The American Academy of Opthalmology does recognize that blue light can affect sleep, though, especially in young people. For this reason, it recommends restricting blue light exposure at night by turning on night mode on our devices. 

In any case, there is more consensus around the fact that blue light impacts sleep than that it impacts sight. 

However, given that there is no strong evidence that blue light glasses improve sleep either, most experts do not recommend them. Instead, they recommend simply staying away from screens for one to three hours before bedtime, and using software-based blue light filters, such as iPhone and Android’s night mode or blue light blocking software.

Reducing negative effects of screens

So, if eye strain is not caused by blue light but rather by screen time, what can we do about it? At this point, reducing the amount of screen time is not always possible for many of us. 

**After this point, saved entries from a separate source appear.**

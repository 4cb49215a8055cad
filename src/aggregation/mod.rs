//! Aggregation compilation
//!
//! This module provides:
//! - Aggregation descriptors and distinct / group-by requests
//! - The type registry mapping type tags to compiler functions
//! - The recursive aggregation compiler
//! - Reshaping of aggregation responses into rows

mod compiler;
mod descriptor;
mod registry;
mod reshape;

pub use compiler::{interval_kind, AggregationCompiler};
pub use descriptor::{
    AggregationArgs, AggregationDescriptor, DateHistogramArgs, DistinctSpec, IntervalKind,
};
pub use registry::{AggregationFn, AggregationRegistry, SIMPLE_METRICS};
pub use reshape::{extract_metrics, flatten_distinct, COUNT_KEY};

Screen-induced eye strain, mostly known as digital eye strain, is a very common condition nowadays. In the U.S., almost 2 out of 3 people experience symptoms of digital eye strain —such as eye discomfort, eye fatigue, dry or irritated eyes, blurred vision, headaches, neck and shoulder pain, and light sensitivity after prolonged periods of screen time. It is also called Computer Vision Syndrome (CVS).

The real impact of blue light on eye health and sleep
Digital eye strain are caused by computers and smartphones alike.

To reduce these symptoms, experts often recommend following the 20-20-20 rule, which consists of taking a 20-second break to look at something 20 feet away for every 20 minutes of screen time.

Additionally, to minimize eye strain, you can:

  • Take a 10-20 minute break for every 1 or 2 hours that you spend in front of a screen.

  • Adjust screen brightness, contrast, and text size whenever you need it. Always try to equate your screen’s brightness to your surrounding’s lighting. 

  • Blink. It is a well-known fact that our blink rates decrease when we’re using digital devices. If we “forget” to blink, we can develop dry eye more easily.

  • Visit your opthamologist for regular eye exams.